Oggi il problema che abbiamo di fronte è come aggregare una sinistra che sappia indicare con nettezza la via di uscita dalla crisi del capitalismo e dai suoi effetti. Non un accrocchio di piccoli ma un progetto politico serio e compiuto di una sinistra comunista e anticapitalista che non si fa ingabbiare nel terreno dell'alternanza ma si batte per il progetto politico di alternativa. La prima parola d'ordine di tale alternativa è una sola: la crisi la devono pagare i ricchi.
Ufficio stampa Prc
Bonadonna: Sardegna, fallimento progetto veltroniano. A sinistra serve processo di riaggregazione
Dichiarazione di Salvatore Bonadonna, membro Direzione e presidente del collegio nazionale di garanzia del Prc.

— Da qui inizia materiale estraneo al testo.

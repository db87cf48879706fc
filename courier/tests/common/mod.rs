#![allow(dead_code)]

use courier::{
    CachePolicy, CancellationToken, Container, CourierError, DispatcherBuilder, Handler, Lifetime,
    Request, RequestBehavior, StreamHandler, StreamRequest, TypedNext, ValidationFailure,
    Validator, testing::CallCounter,
};
use futures::{StreamExt, stream::BoxStream};
use std::{sync::Arc, time::Duration};

// ============================================================================
// Plain requests
// ============================================================================

pub struct Ping;

impl Request for Ping {
    type Response = &'static str;
}

#[derive(Default)]
pub struct PingHandler {
    pub calls: CallCounter,
}

impl Handler<Ping> for PingHandler {
    async fn handle(&self, _request: &Ping, _cancel: &CancellationToken) -> Result<&'static str, CourierError> {
        self.calls.increment();
        Ok("pong")
    }
}

pub struct Greet(pub &'static str);

impl Request for Greet {
    type Response = String;
}

pub struct GreetHandler;

impl Handler<Greet> for GreetHandler {
    async fn handle(&self, request: &Greet, _cancel: &CancellationToken) -> Result<String, CourierError> {
        Ok(request.0.to_string())
    }
}

/// Wraps the response of [`Greet`] in `[name]..[/name]`.
pub struct Tag(pub &'static str);

impl RequestBehavior<Greet> for Tag {
    async fn handle(
        &self,
        _request: &Greet,
        next: TypedNext<'_, Greet>,
        _cancel: &CancellationToken,
    ) -> Result<String, CourierError> {
        Ok(format!("[{0}]{1}[/{0}]", self.0, next.run().await?))
    }
}

#[derive(Debug, thiserror::Error)]
#[error("boom")]
pub struct Boom;

pub struct Explode;

impl Request for Explode {
    type Response = ();
}

pub struct ExplodeHandler;

impl Handler<Explode> for ExplodeHandler {
    async fn handle(&self, _request: &Explode, _cancel: &CancellationToken) -> Result<(), CourierError> {
        Err(CourierError::handler(Boom))
    }
}

// ============================================================================
// Cacheable requests
// ============================================================================

pub struct GetQuote {
    pub symbol: &'static str,
}

impl Request for GetQuote {
    type Response = u32;

    fn cache_policy(&self) -> Option<CachePolicy<u32>> {
        Some(CachePolicy::new(format!("quote:{}", self.symbol)).with_ttl(Duration::from_secs(60)))
    }
}

/// Answers 100 on the first call, 101 on the second, and so on.
#[derive(Default)]
pub struct QuoteHandler {
    pub calls: CallCounter,
}

impl Handler<GetQuote> for QuoteHandler {
    async fn handle(&self, _request: &GetQuote, _cancel: &CancellationToken) -> Result<u32, CourierError> {
        Ok(100 + self.calls.increment() as u32)
    }
}

// ============================================================================
// Validated requests
// ============================================================================

pub struct CreateUser {
    pub name: &'static str,
    pub email: &'static str,
}

impl Request for CreateUser {
    type Response = u64;
}

#[derive(Default)]
pub struct CreateUserHandler {
    pub calls: CallCounter,
}

impl Handler<CreateUser> for CreateUserHandler {
    async fn handle(&self, _request: &CreateUser, _cancel: &CancellationToken) -> Result<u64, CourierError> {
        self.calls.increment();
        Ok(42)
    }
}

pub struct NameRequired;

impl Validator<CreateUser> for NameRequired {
    async fn validate(&self, request: &CreateUser, _cancel: &CancellationToken) -> Vec<ValidationFailure> {
        if request.name.is_empty() {
            vec![ValidationFailure::new("name", "must not be empty")]
        } else {
            Vec::new()
        }
    }
}

pub struct EmailHasAt;

impl Validator<CreateUser> for EmailHasAt {
    async fn validate(&self, request: &CreateUser, _cancel: &CancellationToken) -> Vec<ValidationFailure> {
        if request.email.contains('@') {
            Vec::new()
        } else {
            vec![ValidationFailure::new("email", "must contain '@'")]
        }
    }
}

// ============================================================================
// Streams
// ============================================================================

/// An endless stream of 0, 1, 2, ...
pub struct Ticks;

impl StreamRequest for Ticks {
    type Item = u64;
}

#[derive(Default)]
pub struct TickHandler {
    pub produced: CallCounter,
}

impl StreamHandler<Ticks> for TickHandler {
    fn handle<'a>(
        &'a self,
        _request: &'a Ticks,
        _cancel: &'a CancellationToken,
    ) -> BoxStream<'a, Result<u64, CourierError>> {
        futures::stream::unfold(0u64, move |n| async move {
            self.produced.increment();
            Some((Ok(n), n + 1))
        })
        .boxed()
    }
}

/// Counts down from the given number to 1.
pub struct Countdown(pub u32);

impl StreamRequest for Countdown {
    type Item = u32;
}

pub struct CountdownHandler;

impl StreamHandler<Countdown> for CountdownHandler {
    fn handle<'a>(
        &'a self,
        request: &'a Countdown,
        _cancel: &'a CancellationToken,
    ) -> BoxStream<'a, Result<u32, CourierError>> {
        futures::stream::iter((1..=request.0).rev().map(Ok)).boxed()
    }
}

// ============================================================================
// Scoped resources
// ============================================================================

/// A scoped resource that counts how often it is released.
pub struct UnitOfWork {
    released: CallCounter,
}

impl Drop for UnitOfWork {
    fn drop(&mut self) {
        self.released.increment();
    }
}

/// Opened and released counts of [`UnitOfWork`] instances.
#[derive(Clone, Default)]
pub struct ScopeProbe {
    pub opened: CallCounter,
    pub released: CallCounter,
}

impl ScopeProbe {
    pub fn new() -> Self {
        Self::default()
    }

    /// Register `UnitOfWork` as a scoped service.
    pub fn install(&self, builder: DispatcherBuilder) -> DispatcherBuilder {
        let probe = self.clone();
        builder.configure_services(move |services| {
            services.add_scoped_factory(move |_: &dyn Container| {
                probe.opened.increment();
                Ok(UnitOfWork {
                    released: probe.released.clone(),
                })
            });
        })
    }
}

#[derive(Clone, Copy)]
pub enum Outcome {
    Commit,
    Fail,
    WaitForCancel,
}

pub struct SaveOrder(pub Outcome);

impl Request for SaveOrder {
    type Response = &'static str;
}

pub struct SaveOrderHandler {
    pub work: Arc<UnitOfWork>,
}

impl Handler<SaveOrder> for SaveOrderHandler {
    async fn handle(&self, request: &SaveOrder, cancel: &CancellationToken) -> Result<&'static str, CourierError> {
        match request.0 {
            Outcome::Commit => Ok("saved"),
            Outcome::Fail => Err(CourierError::msg("rollback")),
            Outcome::WaitForCancel => {
                cancel.cancelled().await;
                Err(CourierError::Cancelled)
            }
        }
    }
}

/// An endless stream served from a scoped [`UnitOfWork`].
pub struct WatchOrders;

impl StreamRequest for WatchOrders {
    type Item = u64;
}

pub struct WatchOrdersHandler {
    pub work: Arc<UnitOfWork>,
}

impl StreamHandler<WatchOrders> for WatchOrdersHandler {
    fn handle<'a>(
        &'a self,
        _request: &'a WatchOrders,
        _cancel: &'a CancellationToken,
    ) -> BoxStream<'a, Result<u64, CourierError>> {
        futures::stream::iter(0u64..).map(Ok).boxed()
    }
}

/// A builder with the scoped order handlers registered.
pub fn scoped_orders(probe: &ScopeProbe) -> DispatcherBuilder {
    probe
        .install(DispatcherBuilder::new())
        .register_handler::<SaveOrder, _, _>(Lifetime::ScopeScoped, |c: &dyn Container| {
            Ok(SaveOrderHandler {
                work: c.resolve::<UnitOfWork>()?,
            })
        })
        .and_then(|builder| {
            builder.register_stream_handler::<WatchOrders, _, _>(Lifetime::ScopeScoped, |c: &dyn Container| {
                Ok(WatchOrdersHandler {
                    work: c.resolve::<UnitOfWork>()?,
                })
            })
        })
        .unwrap()
}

Il risultato elettorale della Sardegna conferma il fallimento del progetto veltroniano proprio perchè strutturalmente legato agli interessi del mercato e speculativi quali quelli che hanno costretto Soru alle dimissioni.
Le diverse forze della Sinistra debbono decidere se avanzare in ordine sparso con risultati risibili o decidere finalmente per un processo di aggregazione su una piattaforma anticapitalista libertaria e imperniata sulla difesa della uguaglianza della libertà e della democrazia repubblicana. Occorre dare un segnale immediato per evitare che il crollo del PD trascini anche la Sinistra verso un tunnel senza uscita.